Description of the task = Scan the records for the string "this", then copy each line that has it.

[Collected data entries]
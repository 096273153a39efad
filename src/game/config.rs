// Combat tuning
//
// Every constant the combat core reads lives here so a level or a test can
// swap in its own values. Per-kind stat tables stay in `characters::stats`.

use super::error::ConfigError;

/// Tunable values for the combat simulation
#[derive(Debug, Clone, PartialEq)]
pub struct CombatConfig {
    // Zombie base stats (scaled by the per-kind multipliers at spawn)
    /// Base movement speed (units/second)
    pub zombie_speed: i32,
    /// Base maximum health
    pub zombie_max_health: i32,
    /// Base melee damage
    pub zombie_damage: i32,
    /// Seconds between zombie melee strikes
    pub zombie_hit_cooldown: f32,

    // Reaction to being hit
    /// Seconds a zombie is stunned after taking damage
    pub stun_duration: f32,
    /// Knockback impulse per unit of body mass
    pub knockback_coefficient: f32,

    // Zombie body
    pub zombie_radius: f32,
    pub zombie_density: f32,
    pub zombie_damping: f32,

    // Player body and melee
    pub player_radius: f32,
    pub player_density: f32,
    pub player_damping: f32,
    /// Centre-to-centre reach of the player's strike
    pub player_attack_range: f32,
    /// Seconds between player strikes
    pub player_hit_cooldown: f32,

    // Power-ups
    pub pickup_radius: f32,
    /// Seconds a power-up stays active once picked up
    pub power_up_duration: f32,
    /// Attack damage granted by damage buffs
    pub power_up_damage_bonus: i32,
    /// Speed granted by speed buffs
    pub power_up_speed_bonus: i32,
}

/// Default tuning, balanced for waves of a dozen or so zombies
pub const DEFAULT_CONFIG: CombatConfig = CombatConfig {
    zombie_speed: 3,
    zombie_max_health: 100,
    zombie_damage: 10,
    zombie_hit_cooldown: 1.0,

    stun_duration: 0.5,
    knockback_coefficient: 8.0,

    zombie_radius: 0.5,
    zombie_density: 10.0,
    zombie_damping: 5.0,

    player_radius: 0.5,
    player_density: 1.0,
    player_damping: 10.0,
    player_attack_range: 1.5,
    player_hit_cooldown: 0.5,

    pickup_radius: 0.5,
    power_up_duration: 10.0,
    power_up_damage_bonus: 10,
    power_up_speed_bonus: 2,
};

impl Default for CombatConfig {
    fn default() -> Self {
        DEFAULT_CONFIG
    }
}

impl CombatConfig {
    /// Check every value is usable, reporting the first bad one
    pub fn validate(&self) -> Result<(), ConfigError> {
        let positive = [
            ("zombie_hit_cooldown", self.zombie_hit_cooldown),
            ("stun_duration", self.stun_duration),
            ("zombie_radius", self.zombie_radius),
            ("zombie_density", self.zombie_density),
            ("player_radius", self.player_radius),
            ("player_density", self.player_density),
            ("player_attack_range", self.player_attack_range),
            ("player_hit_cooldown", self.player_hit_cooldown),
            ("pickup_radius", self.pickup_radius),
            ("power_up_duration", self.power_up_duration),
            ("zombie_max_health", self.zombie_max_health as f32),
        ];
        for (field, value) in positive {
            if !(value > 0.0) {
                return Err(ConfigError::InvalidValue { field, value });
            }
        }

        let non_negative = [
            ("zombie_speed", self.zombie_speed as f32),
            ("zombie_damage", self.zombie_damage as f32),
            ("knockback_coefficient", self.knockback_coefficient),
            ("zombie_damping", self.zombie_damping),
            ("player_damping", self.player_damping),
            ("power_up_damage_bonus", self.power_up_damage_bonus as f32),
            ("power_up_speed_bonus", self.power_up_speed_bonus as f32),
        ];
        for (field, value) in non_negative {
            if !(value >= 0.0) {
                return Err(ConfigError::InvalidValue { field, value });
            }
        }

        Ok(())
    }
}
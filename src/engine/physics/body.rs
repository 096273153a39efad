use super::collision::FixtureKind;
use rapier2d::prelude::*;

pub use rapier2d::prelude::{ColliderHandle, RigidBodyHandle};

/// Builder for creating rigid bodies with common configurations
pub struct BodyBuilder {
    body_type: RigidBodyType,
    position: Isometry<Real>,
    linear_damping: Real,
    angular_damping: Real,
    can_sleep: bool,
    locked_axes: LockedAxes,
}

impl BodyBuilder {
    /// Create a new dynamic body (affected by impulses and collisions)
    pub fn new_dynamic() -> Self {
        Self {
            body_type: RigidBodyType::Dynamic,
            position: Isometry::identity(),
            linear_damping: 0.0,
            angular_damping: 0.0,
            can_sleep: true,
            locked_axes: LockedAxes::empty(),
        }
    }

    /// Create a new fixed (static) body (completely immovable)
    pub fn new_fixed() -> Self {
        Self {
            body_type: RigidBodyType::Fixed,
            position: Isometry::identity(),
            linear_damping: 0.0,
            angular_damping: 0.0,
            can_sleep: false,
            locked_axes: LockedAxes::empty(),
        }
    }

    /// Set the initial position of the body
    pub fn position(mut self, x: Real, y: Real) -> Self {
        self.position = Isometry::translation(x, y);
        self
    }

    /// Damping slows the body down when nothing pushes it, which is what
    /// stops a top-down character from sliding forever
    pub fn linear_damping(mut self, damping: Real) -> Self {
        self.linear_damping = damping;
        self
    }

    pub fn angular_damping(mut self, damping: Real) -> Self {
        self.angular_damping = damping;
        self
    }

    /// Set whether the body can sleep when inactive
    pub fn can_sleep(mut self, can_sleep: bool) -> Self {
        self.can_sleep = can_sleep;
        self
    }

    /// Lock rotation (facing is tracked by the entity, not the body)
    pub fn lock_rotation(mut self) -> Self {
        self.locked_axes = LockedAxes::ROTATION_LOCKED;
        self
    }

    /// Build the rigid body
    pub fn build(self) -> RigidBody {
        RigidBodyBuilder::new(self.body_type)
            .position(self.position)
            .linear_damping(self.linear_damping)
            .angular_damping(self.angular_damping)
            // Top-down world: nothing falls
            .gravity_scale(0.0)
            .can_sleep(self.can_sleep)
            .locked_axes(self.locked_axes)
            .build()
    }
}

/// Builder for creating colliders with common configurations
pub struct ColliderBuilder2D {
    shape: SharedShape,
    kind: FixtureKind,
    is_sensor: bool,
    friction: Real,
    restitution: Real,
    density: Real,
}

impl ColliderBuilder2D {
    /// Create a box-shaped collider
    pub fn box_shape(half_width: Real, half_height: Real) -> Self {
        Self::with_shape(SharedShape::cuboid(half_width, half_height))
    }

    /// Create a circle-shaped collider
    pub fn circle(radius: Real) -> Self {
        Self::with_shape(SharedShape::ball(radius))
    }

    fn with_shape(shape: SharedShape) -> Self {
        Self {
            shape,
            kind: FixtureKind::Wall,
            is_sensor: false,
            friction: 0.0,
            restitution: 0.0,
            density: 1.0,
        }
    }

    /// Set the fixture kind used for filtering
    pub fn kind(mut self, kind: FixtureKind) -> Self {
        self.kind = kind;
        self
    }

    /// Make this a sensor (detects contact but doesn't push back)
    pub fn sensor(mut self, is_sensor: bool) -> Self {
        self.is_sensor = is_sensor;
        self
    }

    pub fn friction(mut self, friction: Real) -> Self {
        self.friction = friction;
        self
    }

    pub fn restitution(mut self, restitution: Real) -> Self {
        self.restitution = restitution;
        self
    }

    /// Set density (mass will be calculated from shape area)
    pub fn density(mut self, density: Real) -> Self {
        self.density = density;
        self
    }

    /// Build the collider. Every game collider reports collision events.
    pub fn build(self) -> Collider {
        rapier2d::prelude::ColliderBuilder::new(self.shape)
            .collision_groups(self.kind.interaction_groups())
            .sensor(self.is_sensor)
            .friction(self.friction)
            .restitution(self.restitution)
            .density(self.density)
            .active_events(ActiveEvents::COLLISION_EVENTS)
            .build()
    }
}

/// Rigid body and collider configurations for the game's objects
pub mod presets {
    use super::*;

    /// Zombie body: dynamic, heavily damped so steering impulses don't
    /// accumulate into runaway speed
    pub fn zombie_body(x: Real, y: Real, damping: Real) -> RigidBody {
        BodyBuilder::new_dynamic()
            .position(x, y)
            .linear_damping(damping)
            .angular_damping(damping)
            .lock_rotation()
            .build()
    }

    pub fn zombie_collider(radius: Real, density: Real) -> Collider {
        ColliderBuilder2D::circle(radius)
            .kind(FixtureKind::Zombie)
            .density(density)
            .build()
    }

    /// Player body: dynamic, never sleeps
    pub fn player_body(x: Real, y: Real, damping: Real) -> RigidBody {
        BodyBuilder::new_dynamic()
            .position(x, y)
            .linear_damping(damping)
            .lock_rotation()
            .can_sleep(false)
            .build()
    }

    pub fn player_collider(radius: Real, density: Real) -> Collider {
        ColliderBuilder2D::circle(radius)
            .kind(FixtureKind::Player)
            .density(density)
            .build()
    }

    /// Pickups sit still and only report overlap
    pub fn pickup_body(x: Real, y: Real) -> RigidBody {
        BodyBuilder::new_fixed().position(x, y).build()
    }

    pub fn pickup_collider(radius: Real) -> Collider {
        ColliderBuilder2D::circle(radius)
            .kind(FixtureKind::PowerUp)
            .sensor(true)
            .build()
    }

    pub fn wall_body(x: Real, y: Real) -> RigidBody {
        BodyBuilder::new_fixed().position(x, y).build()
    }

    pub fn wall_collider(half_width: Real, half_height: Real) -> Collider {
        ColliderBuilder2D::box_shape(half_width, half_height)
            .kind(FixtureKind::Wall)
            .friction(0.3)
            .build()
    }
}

...

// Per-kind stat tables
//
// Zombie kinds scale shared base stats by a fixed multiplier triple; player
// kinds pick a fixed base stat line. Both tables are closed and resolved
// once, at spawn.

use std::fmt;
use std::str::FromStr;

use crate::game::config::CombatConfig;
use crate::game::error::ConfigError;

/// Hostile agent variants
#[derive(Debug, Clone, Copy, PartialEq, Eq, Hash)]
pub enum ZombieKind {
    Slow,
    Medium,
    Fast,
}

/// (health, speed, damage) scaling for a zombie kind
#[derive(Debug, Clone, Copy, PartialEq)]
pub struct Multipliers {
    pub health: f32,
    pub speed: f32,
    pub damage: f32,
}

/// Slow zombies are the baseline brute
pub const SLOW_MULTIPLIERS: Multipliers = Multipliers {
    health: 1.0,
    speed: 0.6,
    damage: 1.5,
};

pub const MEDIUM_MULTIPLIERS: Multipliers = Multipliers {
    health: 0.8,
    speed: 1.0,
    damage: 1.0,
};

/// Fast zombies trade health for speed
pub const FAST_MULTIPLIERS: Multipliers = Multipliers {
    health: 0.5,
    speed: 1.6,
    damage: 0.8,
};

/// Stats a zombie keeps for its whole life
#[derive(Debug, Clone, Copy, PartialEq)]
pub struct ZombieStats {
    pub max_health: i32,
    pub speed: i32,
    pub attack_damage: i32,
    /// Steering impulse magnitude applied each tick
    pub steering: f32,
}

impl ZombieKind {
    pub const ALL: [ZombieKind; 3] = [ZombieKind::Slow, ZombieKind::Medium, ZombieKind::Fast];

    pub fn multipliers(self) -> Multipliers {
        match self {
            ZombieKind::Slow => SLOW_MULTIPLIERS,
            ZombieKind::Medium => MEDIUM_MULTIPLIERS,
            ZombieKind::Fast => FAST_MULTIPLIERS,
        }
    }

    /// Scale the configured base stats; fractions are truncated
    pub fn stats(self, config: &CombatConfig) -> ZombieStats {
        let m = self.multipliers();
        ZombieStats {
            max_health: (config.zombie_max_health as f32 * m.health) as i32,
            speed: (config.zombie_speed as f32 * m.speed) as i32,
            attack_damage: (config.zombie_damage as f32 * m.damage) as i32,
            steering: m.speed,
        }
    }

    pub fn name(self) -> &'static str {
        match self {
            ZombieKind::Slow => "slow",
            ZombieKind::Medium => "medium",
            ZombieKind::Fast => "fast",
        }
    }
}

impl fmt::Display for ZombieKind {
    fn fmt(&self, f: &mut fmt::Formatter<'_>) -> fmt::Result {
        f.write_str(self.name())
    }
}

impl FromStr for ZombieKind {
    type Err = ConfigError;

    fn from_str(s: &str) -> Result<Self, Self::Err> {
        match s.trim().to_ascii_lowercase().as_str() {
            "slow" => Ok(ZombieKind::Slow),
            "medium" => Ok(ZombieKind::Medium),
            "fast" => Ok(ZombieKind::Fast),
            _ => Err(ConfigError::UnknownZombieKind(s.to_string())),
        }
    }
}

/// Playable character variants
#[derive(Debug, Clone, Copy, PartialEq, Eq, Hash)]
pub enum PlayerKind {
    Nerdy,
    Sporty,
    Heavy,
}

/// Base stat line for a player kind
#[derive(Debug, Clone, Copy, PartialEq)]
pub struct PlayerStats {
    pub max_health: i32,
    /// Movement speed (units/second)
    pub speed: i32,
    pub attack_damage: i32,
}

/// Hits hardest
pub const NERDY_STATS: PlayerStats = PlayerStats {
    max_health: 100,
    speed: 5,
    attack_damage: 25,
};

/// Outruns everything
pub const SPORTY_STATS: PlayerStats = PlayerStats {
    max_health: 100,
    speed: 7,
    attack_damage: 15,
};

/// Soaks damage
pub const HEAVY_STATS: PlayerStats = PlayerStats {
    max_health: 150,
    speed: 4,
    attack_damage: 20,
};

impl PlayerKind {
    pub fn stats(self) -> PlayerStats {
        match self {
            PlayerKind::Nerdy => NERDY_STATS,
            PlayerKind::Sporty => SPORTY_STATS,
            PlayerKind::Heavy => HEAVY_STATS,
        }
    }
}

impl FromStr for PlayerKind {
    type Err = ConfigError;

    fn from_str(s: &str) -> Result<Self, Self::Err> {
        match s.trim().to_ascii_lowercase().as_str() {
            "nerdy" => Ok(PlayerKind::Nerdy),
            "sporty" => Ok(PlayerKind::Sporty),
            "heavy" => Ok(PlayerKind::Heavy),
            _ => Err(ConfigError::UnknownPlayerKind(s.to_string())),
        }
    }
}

* * *

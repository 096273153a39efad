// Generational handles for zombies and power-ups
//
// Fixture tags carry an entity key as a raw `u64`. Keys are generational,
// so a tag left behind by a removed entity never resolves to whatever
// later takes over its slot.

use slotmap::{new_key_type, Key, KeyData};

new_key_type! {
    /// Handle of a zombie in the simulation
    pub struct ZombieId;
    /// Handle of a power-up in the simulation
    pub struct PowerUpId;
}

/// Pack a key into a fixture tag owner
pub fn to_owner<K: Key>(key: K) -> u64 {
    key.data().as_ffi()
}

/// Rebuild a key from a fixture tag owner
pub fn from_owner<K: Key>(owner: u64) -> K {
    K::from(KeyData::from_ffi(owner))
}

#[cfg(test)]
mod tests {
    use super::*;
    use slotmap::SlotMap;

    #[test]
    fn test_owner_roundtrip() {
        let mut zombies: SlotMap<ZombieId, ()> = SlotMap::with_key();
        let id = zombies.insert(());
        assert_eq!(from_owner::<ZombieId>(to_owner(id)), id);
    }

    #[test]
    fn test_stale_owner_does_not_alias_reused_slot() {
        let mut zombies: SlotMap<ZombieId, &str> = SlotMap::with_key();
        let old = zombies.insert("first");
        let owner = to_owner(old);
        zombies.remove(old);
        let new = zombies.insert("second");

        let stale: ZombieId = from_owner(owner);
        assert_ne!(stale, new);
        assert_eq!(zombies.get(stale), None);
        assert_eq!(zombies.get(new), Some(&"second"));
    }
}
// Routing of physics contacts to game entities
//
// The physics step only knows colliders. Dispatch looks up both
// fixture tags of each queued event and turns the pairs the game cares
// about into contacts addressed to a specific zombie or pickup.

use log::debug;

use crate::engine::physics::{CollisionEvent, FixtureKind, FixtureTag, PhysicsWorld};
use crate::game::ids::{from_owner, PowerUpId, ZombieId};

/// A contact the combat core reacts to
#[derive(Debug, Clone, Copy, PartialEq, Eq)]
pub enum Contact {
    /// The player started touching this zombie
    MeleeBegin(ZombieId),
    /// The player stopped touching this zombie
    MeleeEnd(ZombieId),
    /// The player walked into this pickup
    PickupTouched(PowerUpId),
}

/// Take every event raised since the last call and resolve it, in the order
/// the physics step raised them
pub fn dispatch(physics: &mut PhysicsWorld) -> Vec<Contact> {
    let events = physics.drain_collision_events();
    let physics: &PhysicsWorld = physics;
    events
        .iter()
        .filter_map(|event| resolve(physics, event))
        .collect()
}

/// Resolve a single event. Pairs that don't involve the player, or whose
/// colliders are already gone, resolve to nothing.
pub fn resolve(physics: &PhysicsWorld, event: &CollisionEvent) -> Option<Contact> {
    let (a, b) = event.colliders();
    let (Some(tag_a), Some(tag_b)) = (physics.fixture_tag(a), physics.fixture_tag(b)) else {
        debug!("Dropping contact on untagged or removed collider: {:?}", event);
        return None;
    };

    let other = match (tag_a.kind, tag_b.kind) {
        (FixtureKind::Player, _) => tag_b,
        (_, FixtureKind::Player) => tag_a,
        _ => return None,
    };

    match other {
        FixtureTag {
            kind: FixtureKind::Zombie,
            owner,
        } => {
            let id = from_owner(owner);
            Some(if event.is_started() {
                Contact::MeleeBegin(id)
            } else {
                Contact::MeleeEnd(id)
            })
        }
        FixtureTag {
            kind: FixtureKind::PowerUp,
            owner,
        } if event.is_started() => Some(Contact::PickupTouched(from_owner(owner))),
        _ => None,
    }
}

Output =
    /// Make this a sensor (detects contact but doesn't push back)
    /// The player started touching this zombie
    /// The player stopped touching this zombie
    /// The player walked into this pickup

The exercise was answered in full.